**EXTRACTED RECORDS**
┌────────
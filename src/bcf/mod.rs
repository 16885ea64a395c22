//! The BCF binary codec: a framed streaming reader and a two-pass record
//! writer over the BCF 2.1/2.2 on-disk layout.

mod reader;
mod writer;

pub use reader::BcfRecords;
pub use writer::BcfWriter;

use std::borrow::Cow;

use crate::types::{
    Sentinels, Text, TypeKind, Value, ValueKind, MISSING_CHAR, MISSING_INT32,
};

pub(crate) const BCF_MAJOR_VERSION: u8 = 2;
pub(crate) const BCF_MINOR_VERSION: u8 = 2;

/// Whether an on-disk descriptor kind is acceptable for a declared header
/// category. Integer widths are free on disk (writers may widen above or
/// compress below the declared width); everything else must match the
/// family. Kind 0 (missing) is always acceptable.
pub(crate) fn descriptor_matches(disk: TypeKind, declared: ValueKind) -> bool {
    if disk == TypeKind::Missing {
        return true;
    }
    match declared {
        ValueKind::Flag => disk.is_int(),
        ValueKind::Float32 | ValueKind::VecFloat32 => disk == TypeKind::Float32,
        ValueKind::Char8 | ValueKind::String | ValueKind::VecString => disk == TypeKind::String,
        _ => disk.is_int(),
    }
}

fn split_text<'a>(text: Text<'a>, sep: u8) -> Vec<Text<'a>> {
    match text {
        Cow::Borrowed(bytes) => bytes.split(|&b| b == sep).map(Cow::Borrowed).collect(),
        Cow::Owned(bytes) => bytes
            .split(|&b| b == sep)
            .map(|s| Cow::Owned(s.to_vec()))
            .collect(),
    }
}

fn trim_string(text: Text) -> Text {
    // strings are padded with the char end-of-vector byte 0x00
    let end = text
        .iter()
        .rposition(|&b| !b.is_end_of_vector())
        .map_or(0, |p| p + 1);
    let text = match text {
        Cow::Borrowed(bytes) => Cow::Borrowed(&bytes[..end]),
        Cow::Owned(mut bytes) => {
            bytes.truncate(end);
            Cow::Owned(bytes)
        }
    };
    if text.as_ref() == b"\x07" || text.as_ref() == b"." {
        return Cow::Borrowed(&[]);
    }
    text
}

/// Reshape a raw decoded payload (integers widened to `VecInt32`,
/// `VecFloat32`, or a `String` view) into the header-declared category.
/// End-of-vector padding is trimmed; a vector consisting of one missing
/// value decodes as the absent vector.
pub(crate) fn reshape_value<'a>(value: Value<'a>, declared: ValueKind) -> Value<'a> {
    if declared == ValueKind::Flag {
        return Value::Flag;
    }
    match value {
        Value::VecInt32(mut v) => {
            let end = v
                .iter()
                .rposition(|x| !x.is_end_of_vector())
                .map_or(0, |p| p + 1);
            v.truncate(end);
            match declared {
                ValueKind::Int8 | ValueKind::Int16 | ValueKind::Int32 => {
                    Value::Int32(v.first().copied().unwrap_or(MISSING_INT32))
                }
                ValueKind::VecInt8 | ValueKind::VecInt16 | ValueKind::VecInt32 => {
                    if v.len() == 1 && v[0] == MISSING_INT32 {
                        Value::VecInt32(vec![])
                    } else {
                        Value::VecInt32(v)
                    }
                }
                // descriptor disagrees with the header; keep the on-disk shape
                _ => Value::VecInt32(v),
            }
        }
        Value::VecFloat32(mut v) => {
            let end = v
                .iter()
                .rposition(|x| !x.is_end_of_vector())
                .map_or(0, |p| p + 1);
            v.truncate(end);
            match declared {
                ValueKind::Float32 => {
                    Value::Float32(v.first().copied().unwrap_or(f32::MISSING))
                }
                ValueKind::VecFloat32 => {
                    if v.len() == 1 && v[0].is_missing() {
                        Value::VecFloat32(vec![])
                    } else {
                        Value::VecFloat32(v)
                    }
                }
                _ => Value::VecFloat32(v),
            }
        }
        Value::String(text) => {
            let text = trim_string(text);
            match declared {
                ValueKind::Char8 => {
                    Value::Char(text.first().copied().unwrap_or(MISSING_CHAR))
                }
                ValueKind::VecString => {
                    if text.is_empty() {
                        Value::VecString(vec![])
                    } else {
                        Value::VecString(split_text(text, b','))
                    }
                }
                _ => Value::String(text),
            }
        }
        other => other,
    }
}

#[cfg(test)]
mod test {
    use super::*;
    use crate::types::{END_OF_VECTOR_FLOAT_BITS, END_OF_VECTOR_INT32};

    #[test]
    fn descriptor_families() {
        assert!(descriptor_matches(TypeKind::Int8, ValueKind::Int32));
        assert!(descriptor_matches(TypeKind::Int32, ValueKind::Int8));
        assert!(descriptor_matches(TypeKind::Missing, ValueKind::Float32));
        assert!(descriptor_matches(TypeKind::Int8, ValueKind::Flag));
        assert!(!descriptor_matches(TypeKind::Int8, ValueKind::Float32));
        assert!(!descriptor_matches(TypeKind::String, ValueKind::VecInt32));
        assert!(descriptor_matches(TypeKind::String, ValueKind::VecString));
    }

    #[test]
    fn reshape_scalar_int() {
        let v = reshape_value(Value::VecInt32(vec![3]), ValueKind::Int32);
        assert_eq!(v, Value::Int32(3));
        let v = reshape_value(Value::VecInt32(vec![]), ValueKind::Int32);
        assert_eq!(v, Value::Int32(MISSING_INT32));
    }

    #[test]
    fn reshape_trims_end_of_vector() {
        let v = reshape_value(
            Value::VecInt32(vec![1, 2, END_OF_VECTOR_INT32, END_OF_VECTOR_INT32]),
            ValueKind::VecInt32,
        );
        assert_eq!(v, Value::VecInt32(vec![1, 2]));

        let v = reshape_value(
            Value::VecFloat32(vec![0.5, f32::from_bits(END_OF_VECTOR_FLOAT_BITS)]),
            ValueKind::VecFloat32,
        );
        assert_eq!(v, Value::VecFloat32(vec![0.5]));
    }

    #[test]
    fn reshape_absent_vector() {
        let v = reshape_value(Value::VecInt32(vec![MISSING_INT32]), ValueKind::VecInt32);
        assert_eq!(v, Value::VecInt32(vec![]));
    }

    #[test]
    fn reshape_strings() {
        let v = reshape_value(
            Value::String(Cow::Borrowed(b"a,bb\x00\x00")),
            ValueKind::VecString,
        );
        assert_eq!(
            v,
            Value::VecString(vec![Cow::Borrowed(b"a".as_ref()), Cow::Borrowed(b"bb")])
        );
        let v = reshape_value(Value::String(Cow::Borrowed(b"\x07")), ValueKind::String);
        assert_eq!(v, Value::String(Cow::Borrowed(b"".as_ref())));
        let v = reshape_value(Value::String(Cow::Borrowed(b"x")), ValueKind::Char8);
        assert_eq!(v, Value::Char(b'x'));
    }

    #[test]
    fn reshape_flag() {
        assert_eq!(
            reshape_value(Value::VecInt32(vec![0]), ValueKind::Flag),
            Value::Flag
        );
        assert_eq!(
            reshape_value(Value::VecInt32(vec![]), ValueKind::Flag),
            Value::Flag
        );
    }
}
└────────
┌────────
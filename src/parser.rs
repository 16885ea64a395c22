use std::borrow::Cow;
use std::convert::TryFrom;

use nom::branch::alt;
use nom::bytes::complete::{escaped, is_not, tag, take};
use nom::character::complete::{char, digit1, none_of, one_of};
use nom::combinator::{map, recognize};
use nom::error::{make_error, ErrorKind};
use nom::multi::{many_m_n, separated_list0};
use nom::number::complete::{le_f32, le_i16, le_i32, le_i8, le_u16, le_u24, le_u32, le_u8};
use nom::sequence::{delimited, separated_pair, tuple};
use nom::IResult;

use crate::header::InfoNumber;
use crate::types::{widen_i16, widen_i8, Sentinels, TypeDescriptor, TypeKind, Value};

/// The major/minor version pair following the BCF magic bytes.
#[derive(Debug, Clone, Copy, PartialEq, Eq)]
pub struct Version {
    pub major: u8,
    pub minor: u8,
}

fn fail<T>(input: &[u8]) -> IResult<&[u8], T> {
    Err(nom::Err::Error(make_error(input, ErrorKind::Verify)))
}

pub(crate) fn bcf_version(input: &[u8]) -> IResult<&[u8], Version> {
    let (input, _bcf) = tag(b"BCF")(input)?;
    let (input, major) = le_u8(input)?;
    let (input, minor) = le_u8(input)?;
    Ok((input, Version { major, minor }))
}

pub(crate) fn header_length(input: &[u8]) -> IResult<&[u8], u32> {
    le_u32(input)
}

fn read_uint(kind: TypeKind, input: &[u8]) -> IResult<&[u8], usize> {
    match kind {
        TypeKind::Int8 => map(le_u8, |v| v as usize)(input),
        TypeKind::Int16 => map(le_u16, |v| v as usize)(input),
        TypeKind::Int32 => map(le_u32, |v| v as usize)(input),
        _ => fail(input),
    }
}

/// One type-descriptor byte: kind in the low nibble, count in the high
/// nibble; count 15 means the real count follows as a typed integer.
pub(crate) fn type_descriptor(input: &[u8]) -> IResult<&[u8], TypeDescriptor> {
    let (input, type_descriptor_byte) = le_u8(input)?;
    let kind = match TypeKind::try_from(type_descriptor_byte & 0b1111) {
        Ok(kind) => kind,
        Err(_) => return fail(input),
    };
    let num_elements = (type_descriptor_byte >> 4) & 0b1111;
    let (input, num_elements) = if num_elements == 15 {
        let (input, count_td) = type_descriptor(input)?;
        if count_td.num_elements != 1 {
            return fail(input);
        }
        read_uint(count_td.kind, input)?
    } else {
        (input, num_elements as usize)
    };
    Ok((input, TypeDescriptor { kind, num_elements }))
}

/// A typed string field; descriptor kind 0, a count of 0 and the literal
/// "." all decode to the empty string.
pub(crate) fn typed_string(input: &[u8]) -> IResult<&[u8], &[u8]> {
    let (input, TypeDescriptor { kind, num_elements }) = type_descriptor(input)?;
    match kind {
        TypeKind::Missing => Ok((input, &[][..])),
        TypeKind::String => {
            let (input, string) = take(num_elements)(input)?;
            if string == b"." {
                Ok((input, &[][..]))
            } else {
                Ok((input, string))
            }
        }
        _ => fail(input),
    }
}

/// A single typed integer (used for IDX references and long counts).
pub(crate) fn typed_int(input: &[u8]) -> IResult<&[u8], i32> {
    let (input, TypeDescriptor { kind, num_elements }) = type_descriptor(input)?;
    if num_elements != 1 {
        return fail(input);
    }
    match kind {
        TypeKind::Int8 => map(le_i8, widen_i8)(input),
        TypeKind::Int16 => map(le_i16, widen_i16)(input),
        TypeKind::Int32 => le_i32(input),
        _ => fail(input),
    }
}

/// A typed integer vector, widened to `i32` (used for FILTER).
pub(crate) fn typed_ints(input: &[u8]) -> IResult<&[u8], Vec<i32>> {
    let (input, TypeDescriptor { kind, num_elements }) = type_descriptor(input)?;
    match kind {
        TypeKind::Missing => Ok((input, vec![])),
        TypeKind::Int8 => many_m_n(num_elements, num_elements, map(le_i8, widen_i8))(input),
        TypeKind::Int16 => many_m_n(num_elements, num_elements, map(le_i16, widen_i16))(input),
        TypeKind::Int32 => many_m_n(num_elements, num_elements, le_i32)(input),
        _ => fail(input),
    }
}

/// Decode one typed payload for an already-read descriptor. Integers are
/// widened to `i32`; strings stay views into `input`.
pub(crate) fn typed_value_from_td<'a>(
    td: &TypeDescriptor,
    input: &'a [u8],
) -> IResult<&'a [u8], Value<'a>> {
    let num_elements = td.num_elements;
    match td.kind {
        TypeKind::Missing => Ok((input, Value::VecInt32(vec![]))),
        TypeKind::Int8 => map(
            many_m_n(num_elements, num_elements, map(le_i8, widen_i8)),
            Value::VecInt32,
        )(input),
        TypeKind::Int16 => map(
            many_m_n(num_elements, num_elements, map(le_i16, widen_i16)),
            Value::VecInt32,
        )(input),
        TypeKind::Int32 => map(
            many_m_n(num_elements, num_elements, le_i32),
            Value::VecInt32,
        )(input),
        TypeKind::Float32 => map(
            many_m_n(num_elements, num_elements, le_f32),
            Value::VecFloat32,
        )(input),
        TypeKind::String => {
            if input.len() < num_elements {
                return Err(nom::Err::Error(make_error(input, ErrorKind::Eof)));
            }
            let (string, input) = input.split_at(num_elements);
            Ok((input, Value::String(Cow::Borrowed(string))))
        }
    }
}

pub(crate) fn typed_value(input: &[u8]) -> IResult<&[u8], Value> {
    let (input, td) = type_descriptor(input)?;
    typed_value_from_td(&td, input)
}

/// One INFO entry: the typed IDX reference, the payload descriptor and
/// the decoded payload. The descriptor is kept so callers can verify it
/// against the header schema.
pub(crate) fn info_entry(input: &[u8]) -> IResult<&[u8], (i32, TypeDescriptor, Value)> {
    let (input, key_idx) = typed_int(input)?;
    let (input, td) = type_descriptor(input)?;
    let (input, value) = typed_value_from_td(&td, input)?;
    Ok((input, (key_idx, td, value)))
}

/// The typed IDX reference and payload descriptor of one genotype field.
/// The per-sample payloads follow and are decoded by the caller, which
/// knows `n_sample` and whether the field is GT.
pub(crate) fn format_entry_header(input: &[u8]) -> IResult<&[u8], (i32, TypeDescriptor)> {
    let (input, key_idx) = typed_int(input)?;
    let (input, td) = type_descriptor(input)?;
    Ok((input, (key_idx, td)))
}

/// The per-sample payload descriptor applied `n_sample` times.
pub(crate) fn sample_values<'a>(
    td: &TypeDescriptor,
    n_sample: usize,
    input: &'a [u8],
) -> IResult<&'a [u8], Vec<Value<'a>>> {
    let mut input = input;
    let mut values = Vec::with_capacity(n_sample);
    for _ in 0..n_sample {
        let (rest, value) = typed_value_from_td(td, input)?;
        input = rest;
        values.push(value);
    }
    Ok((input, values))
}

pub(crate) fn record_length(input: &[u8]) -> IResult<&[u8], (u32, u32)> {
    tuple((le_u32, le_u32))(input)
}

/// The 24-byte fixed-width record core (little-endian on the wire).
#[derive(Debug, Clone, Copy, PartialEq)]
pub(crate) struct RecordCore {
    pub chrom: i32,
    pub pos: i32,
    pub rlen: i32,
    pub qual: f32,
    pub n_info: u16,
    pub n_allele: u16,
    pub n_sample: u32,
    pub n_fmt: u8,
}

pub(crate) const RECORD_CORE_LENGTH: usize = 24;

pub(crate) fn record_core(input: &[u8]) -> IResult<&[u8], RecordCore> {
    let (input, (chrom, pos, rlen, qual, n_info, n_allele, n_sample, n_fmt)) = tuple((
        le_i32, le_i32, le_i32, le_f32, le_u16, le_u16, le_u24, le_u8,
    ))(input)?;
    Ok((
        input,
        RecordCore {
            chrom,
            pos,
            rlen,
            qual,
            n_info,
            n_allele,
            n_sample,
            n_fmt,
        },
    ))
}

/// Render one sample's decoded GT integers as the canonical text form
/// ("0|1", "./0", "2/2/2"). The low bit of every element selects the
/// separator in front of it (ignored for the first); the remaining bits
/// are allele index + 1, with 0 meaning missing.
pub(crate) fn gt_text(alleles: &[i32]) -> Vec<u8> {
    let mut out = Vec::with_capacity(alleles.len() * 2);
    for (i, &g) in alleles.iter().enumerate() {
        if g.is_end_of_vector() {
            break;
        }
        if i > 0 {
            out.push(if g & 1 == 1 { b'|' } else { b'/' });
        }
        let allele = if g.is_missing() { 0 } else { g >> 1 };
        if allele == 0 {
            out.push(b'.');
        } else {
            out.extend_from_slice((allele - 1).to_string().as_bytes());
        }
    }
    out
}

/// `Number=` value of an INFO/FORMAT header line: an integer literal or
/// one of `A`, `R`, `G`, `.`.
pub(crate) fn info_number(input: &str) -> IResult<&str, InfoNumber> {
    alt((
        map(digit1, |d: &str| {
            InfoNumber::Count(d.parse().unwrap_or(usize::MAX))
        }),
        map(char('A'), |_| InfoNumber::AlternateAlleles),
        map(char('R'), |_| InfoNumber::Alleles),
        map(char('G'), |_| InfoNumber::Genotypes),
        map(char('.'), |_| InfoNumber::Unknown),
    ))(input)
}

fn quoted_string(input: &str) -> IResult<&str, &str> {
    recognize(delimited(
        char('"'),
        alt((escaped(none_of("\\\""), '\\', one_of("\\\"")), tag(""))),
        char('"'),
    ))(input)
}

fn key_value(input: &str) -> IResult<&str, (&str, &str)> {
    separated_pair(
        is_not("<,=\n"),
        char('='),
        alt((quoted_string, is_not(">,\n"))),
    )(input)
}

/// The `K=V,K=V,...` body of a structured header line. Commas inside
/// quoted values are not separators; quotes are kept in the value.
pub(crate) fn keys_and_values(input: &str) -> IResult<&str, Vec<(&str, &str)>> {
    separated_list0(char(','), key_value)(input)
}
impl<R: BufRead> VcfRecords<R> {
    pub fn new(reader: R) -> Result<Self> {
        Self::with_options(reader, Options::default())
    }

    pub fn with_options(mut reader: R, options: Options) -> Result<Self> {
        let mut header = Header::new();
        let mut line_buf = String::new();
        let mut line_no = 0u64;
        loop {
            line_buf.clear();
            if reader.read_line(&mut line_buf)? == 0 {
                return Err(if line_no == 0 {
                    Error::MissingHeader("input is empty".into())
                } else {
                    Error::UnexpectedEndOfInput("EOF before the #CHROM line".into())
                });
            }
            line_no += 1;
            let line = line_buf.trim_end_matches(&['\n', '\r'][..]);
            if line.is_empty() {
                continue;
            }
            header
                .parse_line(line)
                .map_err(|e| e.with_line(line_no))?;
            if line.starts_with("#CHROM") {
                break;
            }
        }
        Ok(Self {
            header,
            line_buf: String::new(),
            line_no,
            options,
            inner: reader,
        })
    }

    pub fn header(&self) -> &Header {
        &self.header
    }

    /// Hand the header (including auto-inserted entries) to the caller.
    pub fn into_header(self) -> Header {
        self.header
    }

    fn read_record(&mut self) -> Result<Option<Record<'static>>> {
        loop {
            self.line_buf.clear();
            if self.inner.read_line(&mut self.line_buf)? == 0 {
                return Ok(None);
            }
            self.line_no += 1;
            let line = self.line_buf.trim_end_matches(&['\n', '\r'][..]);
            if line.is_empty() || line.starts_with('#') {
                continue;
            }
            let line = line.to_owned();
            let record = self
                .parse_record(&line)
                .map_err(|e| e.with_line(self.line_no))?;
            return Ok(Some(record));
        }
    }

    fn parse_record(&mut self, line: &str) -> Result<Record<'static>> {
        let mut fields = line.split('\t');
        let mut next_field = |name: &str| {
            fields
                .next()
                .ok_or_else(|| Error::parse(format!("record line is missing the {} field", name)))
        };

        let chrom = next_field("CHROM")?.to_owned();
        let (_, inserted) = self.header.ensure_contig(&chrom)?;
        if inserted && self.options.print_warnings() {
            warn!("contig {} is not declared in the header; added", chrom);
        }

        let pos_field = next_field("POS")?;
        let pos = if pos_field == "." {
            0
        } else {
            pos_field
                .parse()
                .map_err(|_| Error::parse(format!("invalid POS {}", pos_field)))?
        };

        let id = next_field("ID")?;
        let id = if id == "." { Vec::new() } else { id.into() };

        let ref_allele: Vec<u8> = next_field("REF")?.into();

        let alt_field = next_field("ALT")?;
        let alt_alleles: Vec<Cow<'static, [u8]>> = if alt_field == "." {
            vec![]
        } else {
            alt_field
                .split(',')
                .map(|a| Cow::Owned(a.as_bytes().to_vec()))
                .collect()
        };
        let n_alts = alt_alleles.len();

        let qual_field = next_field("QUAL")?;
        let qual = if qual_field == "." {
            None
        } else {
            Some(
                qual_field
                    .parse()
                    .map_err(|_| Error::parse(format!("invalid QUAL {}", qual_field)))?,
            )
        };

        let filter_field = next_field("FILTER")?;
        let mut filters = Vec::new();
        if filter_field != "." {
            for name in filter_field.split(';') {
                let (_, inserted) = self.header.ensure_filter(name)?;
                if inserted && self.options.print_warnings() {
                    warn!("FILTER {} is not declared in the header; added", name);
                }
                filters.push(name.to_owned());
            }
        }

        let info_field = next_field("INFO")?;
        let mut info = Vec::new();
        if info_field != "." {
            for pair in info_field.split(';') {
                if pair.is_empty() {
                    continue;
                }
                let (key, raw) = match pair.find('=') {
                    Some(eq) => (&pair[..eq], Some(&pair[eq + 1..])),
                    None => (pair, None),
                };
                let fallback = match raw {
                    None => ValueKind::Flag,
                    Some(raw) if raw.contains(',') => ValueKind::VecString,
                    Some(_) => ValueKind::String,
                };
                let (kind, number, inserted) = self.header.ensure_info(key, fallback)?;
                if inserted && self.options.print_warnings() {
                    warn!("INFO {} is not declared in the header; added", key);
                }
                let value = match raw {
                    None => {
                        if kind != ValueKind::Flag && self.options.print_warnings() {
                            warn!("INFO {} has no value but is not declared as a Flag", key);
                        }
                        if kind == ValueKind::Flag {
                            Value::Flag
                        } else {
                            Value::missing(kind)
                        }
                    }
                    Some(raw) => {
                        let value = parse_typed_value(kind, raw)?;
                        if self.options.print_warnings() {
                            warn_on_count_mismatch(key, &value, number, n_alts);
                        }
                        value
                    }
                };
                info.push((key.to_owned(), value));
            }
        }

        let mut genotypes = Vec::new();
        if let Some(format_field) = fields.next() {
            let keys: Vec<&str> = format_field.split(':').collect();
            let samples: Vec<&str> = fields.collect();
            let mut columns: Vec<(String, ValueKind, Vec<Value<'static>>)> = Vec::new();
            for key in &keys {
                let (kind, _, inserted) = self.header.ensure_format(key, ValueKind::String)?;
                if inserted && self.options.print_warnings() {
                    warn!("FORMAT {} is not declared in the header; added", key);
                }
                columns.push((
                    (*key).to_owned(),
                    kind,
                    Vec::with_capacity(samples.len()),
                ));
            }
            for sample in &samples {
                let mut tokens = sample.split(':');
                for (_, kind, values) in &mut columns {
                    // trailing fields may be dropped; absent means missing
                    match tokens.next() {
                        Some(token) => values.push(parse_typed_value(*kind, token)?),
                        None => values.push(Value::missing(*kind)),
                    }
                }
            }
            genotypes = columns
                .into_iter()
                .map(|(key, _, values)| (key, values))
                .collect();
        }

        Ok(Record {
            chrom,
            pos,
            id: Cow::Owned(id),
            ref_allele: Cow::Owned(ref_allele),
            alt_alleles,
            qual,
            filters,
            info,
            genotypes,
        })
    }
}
└────────
**GOAL OF THE EXERCISE**
Using the entries above, return exactly the lines from the line with "filename src/bcf/mod.rs" to the line with "ValueKind::Float32 | ValueKind::VecFloat32", counting both of those lines.

**SOLUTION FOR THIS EXERCISE**
filename src/bcf/mod.rs
repository 16885ea64a395c22
//! The BCF binary codec: a framed streaming reader and a two-pass record
//! writer over the BCF 2.1/2.2 on-disk layout.

mod reader;
mod writer;

pub use reader::BcfRecords;
pub use writer::BcfWriter;

use std::borrow::Cow;

use crate::types::{
    Sentinels, Text, TypeKind, Value, ValueKind, MISSING_CHAR, MISSING_INT32,
};

pub(crate) const BCF_MAJOR_VERSION: u8 = 2;
pub(crate) const BCF_MINOR_VERSION: u8 = 2;

/// Whether an on-disk descriptor kind is acceptable for a declared header
/// category. Integer widths are free on disk (writers may widen above or
/// compress below the declared width); everything else must match the
/// family. Kind 0 (missing) is always acceptable.
pub(crate) fn descriptor_matches(disk: TypeKind, declared: ValueKind) -> bool {
    if disk == TypeKind::Missing {
        return true;
    }
    match declared {
        ValueKind::Flag => disk.is_int(),
        ValueKind::Float32 | ValueKind::VecFloat32 => disk == TypeKind::Float32,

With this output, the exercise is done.